Tuesday, 20 March 2012

30 years ago...part 1

This post has been a long time coming - and a long time writing.  Writing about puppies, birthdays, and the kids is so much simpler.  To put into words something as life changing as this experience - especially in a single story - is very difficult, if not near impossible, but it is time.  

I have a hard time believing that I am 50 years old.  I have a harder time believing that she is 30.

I met her in the summer of 1981.  I realized her existence from a white stick with a little red + sign in my tiny little bathroom in my tiny little basement suite.  Joy was not the outcome of that meeting.  I would say it was more like panic.

What am I going to do?

Much of that time is a blur in my memory, however a few things stick out pretty clearly. I remember feeling very alone.  I told "him" but rather than getting the emotional support that I so craved, I was given the phone number of a place that could "fix" it.  At the time it did feel like my only option, but I remember thinking that rather than take one life, it would be better to just take two.  I wanted to die.  It could look like an accident and no one would know about the other life that was also ended.

I told only 2 people.  My little brother and my best friend.  They understood the pain and offered the only thing that I really needed.

Hope.

They could see so much further than I could and through their vision I made a step toward life, instead of death.
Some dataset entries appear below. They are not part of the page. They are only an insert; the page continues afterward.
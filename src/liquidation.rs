//! Liquidation sizing, penalty distribution and bankruptcy math.
//!
//! A liquidation closes the smallest lot-rounded size that brings the account
//! back to its initial requirement, not merely maintenance. The liquidator takes
//! the closed size over at the mark, so the close itself does not move equity;
//! only the penalty does. That gives a closed form:
//!
//! ```text
//! E - q * pen_per_unit >= IM - q * im_per_unit
//! q >= (IM - E) / (im_per_unit - pen_per_unit)
//! ```
//!
//! When the penalty per unit is at least the margin freed per unit, no partial
//! size helps and the position is closed in full.

use crate::margin::MarginSnapshot;
use crate::types::{ceil_to_lot, AccountId, Bps, MarketId, Quote};
use rust_decimal::Decimal;
use rust_decimal_macros::dec;
use serde::{Deserialize, Serialize};

#[derive(Debug, Clone, PartialEq, Eq, Serialize, Deserialize)]
pub struct LiquidationParams {
    pub penalty_bps: u32,
    /// Fraction of the penalty paid to the liquidator. The rest goes to insurance.
    pub liquidator_share: Decimal,
}

impl Default for LiquidationParams {
    fn default() -> Self {
        Self {
            penalty_bps: 100,
            liquidator_share: dec!(0.5),
        }
    }
}

impl LiquidationParams {
    pub fn validate(&self) -> Result<(), String> {
        if self.liquidator_share < Decimal::ZERO || self.liquidator_share > Decimal::ONE {
            return Err("liquidator share must be within [0, 1]".to_string());
        }
        if self.penalty_bps >= 10_000 {
            return Err("penalty must be below 100% of notional".to_string());
        }
        Ok(())
    }

    pub fn penalty_rate(&self) -> Decimal {
        Bps::new(self.penalty_bps as i32).as_fraction()
    }
}

/// Where an account sits in the liquidation state machine.
#[derive(Debug, Clone, Copy, PartialEq, Eq, Serialize, Deserialize)]
pub enum RiskState {
    Healthy,
    /// Health below 1. Anyone may liquidate.
    AtRisk,
    /// A liquidation left part of the position open.
    PartiallyLiquidated,
    FullyLiquidated,
}

pub fn classify(snapshot: &MarginSnapshot) -> RiskState {
    if snapshot.is_liquidatable() {
        RiskState::AtRisk
    } else {
        RiskState::Healthy
    }
}

/// Produced and consumed inside a single liquidate call.
#[derive(Debug, Clone, PartialEq, Eq, Serialize, Deserialize)]
pub struct LiquidationTicket {
    pub account: AccountId,
    pub market_id: MarketId,
    pub health_factor_at_trigger: Decimal,
    pub size_to_close: Decimal,
    pub penalty_bps: u32,
    pub full_close: bool,
}

/// Inputs of the sizing rule, all per the liquidated position's market.
#[derive(Debug, Clone, Copy, PartialEq, Eq)]
pub struct SizingInput {
    pub equity: Quote,
    pub initial: Quote,
    pub position_size: Decimal,
    /// IM released per unit closed.
    pub im_per_unit: Decimal,
    /// Penalty charged per unit closed.
    pub penalty_per_unit: Decimal,
    pub lot_size: Decimal,
}

/// Returns (size to close, full close).
pub fn liquidation_size(input: &SizingInput) -> (Decimal, bool) {
    let size = input.position_size.abs();
    let freed_per_unit = input.im_per_unit - input.penalty_per_unit;
    if freed_per_unit <= Decimal::ZERO {
        return (size, true);
    }

    let shortfall = input.initial.sub(input.equity).max_zero().value();
    let q = ceil_to_lot(shortfall / freed_per_unit, input.lot_size);
    if q >= size {
        (size, true)
    } else {
        (q, false)
    }
}

/// Caps a partial close at the notional the liquidator is willing to take.
/// Never rounds below one lot.
pub fn cap_to_repay(size: Decimal, max_repay: Quote, unit_notional: Decimal, lot_size: Decimal) -> Decimal {
    if unit_notional <= Decimal::ZERO {
        return size;
    }
    let affordable = max_repay.value() / unit_notional;
    let lots = if lot_size > Decimal::ZERO {
        (affordable / lot_size).floor() * lot_size
    } else {
        affordable
    };
    size.min(lots.max(lot_size))
}

#[derive(Debug, Clone, Copy, PartialEq, Eq, Default, Serialize, Deserialize)]
pub struct PenaltySplit {
    pub total: Quote,
    pub liquidator: Quote,
    pub insurance: Quote,
}

// 6.1: penalty on notional closed, never more than the equity left to pay it
pub fn split_penalty(notional_closed: Quote, equity: Quote, params: &LiquidationParams) -> PenaltySplit {
    let total = notional_closed.mul(params.penalty_rate()).min(equity.max_zero());
    let liquidator = total.mul(params.liquidator_share);
    PenaltySplit {
        total,
        liquidator,
        insurance: total.sub(liquidator),
    }
}

/// How much of a deficit a fund holding `balance` can cover.
pub fn insurance_cover(deficit: Quote, balance: Decimal) -> Quote {
    deficit.max_zero().min(Quote::new(balance.max(Decimal::ZERO)))
}

/// Unit value at which a position's equity is exactly zero.
pub fn bankruptcy_value(unit_value: Decimal, equity: Quote, size: Decimal) -> Decimal {
    if size.is_zero() {
        return unit_value;
    }
    unit_value - equity.value() / size
}
/** 8.1: main engine struct. all mutable state lives in `state` */
#[derive(Debug)]
pub struct Engine<O: PriceOracle, R: FeeRouter> {
    pub(super) config: EngineConfig,
    pub(super) state: EngineState,
    pub(super) events: EventLog,
    pub(super) oracle: O,
    pub(super) fee_router: R,
    engine_id: u64,
    pub(super) current_time: Timestamp,
    /// Committed fee legs the router refused, oldest first.
    undelivered_fees: Vec<FeeLeg>,
}

/// Engine wired to the in-memory oracle and fee router.
pub type SimEngine = Engine<MockOracle, RecordingFeeRouter>;

impl SimEngine {
    pub fn with_mocks(config: EngineConfig) -> (Self, AdminCap) {
        Engine::new(config, MockOracle::with_decimals(6), RecordingFeeRouter::new())
    }
}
As she grew inside, life didn't get much easier.  I had decided that it would be best for all concerned that this remain a tightly guarded secret.  Tell no one.  Live in seclusion for part of a year then move on with real life.

I had no question in my mind that I was not going to parent this child, but believing that did not make it any easier to process through letting go.  Files of strangers were laid out in front of me and I was told to pick one.

Pick one.

How does one choose a mother and a father from a brief description?  How does one know with any certainty how this woman's or man's personality will mesh with this child's - all of whom you have no clue as to what those personalities are.  Lists of descriptions...

-age
-career
-height
-hair color
-religion

Generalized characteristics that tell me nothing.  But that's all there was.  I went through the lists and qualified and disqualified the candidates.

- short - no
- tall - yes...I'm tall, he was tall - she will be tall - don't send her to live with the seven dwarfs
- government job - yes - financial security is a good thing
- baker - no!  a baker can't support a family very well  
- blonde/fair - yes - again, she will a blonde - she has to be
- redhead - no!  Everyone knows that redheads have bad tempers and are mean


After many hours of pouring over the tiny bits of information given, parents were chosen and the surrendering began.

sur-ren-der:
1.  To relinquish possession or control of to another because of demand or compulsion
2.  To give up in favour of another
3.  To give up, or back something that has been granted
4.  To give up or abandon
5.  To give over or to resign oneself.

My definition:  To cut out a piece of your heart and hand it to a stranger to look after.

April 4, 1982

The rest of the world met her.
Amanda  (she who must be loved)  Joy  


Her family all met her.  Her Grandfather held her in his arms and blessed her, giving her - surrendering her to God for the rest of her life.

Walking away from that hospital was excruciating and the days ahead were even worse.  In B.C. the adoption laws allow for the birth mother to revoke her consent to adopt for 30 days - no questions asked.  Those 30 days were riddled with questions of doubt and despair as the decision was waging war in my heart.
In the end I feel that I did the "right thing".  At least that is what I was told many times.  It took me a few years to be able to really believe that.

Life post-surrender looked completely normal to the outside world.  I re-entered civilization as if nothing had ever happened.  I believed that the surrendering part was over.

It was just beginning...

(to be continued)

4 comments:

Trish said...

Thanks Sheila for sharing your story. I look forward to reading the next part. I like your definition of surrender. So often it does feel like a part of you is gone. When I surrender to God's loving hands I have to choose to believe that He is loving even when it doesn't feel like it. Sometimes it feels like stepping off a cliff with no guarantees, but ... still surrender is so necessary.

Kmarie said...

Sharing stories impacts so many journeys. I appreciate your vulnerability and heart in this. You have beauty.

wil said...

I don't have much to say in light of the monumental heart-ache of your story, except that our stories make us who we are, and you are an exceptional person.

Thanks for sharing.

The Sidekick said...

Such raw, ragged honesty expressed here. The definition of 'surrender' plumbs new depths, exposes such visceral anguish.

Yet out of the agony came Joy. Beauty from ashes. Thank you for relating this profoundly difficult, profoundly moving part of your life.